Work to be completed ▸ Give back exactly the stretch of data below from the line holding "and per-cell styling." through the line holding "for &child in", both ends included, and leave the remaining lines out.

[Dataset entries]
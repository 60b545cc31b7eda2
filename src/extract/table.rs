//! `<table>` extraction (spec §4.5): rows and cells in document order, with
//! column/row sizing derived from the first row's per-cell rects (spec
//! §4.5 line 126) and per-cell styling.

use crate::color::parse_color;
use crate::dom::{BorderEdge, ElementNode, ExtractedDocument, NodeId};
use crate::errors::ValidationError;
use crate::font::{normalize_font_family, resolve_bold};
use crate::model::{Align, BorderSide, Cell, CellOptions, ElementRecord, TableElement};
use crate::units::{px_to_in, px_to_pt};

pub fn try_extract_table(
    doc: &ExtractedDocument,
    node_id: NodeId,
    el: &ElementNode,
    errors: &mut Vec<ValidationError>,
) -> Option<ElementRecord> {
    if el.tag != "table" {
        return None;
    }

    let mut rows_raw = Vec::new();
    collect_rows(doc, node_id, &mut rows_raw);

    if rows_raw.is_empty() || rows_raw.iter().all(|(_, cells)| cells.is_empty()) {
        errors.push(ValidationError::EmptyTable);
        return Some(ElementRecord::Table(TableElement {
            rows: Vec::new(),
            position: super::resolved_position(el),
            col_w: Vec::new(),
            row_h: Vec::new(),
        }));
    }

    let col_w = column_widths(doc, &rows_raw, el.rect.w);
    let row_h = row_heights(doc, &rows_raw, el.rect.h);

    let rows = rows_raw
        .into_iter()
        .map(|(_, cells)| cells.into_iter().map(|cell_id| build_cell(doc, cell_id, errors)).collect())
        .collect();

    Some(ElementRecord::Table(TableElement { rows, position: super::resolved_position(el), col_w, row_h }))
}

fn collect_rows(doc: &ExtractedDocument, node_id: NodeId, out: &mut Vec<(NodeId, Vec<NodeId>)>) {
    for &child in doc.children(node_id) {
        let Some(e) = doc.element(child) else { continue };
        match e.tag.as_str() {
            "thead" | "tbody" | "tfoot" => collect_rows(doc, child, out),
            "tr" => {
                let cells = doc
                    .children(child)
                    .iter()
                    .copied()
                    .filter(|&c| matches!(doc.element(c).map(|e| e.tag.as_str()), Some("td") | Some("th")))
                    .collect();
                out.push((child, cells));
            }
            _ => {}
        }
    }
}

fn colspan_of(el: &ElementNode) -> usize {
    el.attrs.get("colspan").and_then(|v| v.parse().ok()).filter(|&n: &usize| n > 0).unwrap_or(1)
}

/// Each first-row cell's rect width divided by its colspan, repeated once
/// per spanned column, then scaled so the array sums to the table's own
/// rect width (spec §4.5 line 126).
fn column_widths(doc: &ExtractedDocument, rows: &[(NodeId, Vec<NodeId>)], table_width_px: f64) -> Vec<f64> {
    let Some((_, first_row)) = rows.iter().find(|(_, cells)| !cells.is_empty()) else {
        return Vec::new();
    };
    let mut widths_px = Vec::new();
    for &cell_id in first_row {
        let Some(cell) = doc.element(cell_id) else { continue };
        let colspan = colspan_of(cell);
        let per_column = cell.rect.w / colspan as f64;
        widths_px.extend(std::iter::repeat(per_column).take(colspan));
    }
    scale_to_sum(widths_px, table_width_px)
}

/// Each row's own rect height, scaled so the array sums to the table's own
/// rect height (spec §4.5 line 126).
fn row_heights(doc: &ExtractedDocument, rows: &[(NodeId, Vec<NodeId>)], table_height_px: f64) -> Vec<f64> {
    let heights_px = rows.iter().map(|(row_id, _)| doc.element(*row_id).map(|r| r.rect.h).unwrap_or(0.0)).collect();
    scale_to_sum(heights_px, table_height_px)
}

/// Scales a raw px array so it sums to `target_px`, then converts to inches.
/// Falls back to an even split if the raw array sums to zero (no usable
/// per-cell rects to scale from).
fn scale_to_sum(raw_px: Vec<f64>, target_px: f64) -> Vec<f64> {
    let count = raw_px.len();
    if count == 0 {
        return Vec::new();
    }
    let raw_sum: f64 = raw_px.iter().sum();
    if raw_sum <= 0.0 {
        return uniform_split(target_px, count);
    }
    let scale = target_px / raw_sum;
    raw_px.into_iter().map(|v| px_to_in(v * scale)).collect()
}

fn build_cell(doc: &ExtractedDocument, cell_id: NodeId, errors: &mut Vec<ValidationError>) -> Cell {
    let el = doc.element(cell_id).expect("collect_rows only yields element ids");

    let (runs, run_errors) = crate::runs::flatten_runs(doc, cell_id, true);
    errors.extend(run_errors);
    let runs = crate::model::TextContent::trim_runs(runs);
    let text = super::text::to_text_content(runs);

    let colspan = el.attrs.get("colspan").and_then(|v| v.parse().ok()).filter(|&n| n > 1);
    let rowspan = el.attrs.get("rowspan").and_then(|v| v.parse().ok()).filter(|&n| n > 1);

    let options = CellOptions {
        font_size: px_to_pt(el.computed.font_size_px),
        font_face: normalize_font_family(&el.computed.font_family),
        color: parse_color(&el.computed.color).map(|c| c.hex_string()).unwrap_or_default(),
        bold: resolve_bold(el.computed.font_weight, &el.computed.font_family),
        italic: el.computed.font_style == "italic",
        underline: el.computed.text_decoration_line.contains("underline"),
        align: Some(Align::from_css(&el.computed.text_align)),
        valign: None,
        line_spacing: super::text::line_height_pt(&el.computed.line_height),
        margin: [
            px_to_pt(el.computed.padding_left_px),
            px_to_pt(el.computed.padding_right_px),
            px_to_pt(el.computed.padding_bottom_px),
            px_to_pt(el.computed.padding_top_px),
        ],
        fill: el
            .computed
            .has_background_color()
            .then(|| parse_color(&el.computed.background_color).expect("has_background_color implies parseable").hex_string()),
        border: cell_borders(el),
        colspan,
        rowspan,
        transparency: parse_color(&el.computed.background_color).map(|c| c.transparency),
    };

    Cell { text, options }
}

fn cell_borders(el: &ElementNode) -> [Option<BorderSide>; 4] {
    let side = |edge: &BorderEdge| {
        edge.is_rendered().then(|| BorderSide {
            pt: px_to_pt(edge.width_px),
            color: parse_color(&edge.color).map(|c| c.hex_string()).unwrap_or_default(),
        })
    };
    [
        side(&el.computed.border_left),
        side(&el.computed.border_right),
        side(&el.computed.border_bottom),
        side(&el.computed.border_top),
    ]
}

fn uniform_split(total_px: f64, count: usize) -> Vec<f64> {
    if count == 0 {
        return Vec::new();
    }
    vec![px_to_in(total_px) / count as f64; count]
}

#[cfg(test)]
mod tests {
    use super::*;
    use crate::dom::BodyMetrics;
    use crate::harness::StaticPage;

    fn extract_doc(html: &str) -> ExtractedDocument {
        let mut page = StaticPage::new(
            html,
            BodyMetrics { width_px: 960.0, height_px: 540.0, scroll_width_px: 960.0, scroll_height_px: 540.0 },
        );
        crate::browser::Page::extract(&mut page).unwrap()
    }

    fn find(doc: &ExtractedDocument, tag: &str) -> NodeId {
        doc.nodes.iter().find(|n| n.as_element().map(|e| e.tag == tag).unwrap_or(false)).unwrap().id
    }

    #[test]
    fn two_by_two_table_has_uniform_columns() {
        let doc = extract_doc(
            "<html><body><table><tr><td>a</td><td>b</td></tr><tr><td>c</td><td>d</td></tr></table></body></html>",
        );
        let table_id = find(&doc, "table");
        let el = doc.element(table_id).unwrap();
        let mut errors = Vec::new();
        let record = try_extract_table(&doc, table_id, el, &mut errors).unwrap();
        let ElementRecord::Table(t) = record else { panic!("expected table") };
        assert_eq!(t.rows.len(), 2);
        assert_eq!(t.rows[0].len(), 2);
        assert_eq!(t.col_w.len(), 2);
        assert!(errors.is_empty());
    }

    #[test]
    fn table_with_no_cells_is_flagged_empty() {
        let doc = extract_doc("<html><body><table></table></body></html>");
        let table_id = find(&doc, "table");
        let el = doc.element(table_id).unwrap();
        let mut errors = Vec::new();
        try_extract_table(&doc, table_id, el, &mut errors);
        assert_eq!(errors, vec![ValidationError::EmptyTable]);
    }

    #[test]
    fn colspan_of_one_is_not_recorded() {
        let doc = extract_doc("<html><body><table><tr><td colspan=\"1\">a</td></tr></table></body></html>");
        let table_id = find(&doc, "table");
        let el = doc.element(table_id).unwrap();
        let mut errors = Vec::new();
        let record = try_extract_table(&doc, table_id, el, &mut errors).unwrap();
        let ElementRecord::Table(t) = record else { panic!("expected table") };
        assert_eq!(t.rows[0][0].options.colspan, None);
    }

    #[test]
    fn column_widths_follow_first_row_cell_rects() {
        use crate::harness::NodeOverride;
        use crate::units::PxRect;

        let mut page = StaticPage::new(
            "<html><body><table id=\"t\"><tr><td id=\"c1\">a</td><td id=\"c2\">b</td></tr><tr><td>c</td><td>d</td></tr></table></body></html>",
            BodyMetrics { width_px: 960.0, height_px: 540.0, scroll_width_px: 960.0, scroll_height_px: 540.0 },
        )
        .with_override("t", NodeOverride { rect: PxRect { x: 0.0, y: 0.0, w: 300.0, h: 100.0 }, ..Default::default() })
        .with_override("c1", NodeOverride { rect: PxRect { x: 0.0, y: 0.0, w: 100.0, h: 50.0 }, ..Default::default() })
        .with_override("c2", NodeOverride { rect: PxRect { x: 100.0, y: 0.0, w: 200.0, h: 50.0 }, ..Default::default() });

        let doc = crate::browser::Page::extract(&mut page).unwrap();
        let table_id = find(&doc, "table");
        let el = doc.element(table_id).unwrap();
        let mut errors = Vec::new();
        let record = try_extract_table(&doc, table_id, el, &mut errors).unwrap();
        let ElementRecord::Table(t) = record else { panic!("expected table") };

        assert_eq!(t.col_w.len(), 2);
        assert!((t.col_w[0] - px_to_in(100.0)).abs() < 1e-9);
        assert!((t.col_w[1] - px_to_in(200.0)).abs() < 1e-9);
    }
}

Written solution ▸
//! §4.5 line 126) and per-cell styling.

use crate::color::parse_color;
use crate::dom::{BorderEdge, ElementNode, ExtractedDocument, NodeId};
use crate::errors::ValidationError;
use crate::font::{normalize_font_family, resolve_bold};
use crate::model::{Align, BorderSide, Cell, CellOptions, ElementRecord, TableElement};
use crate::units::{px_to_in, px_to_pt};

pub fn try_extract_table(
    doc: &ExtractedDocument,
    node_id: NodeId,
    el: &ElementNode,
    errors: &mut Vec<ValidationError>,
) -> Option<ElementRecord> {
    if el.tag != "table" {
        return None;
    }

    let mut rows_raw = Vec::new();
    collect_rows(doc, node_id, &mut rows_raw);

    if rows_raw.is_empty() || rows_raw.iter().all(|(_, cells)| cells.is_empty()) {
        errors.push(ValidationError::EmptyTable);
        return Some(ElementRecord::Table(TableElement {
            rows: Vec::new(),
            position: super::resolved_position(el),
            col_w: Vec::new(),
            row_h: Vec::new(),
        }));
    }

    let col_w = column_widths(doc, &rows_raw, el.rect.w);
    let row_h = row_heights(doc, &rows_raw, el.rect.h);

    let rows = rows_raw
        .into_iter()
        .map(|(_, cells)| cells.into_iter().map(|cell_id| build_cell(doc, cell_id, errors)).collect())
        .collect();

    Some(ElementRecord::Table(TableElement { rows, position: super::resolved_position(el), col_w, row_h }))
}

fn collect_rows(doc: &ExtractedDocument, node_id: NodeId, out: &mut Vec<(NodeId, Vec<NodeId>)>) {
    for &child in doc.children(node_id) {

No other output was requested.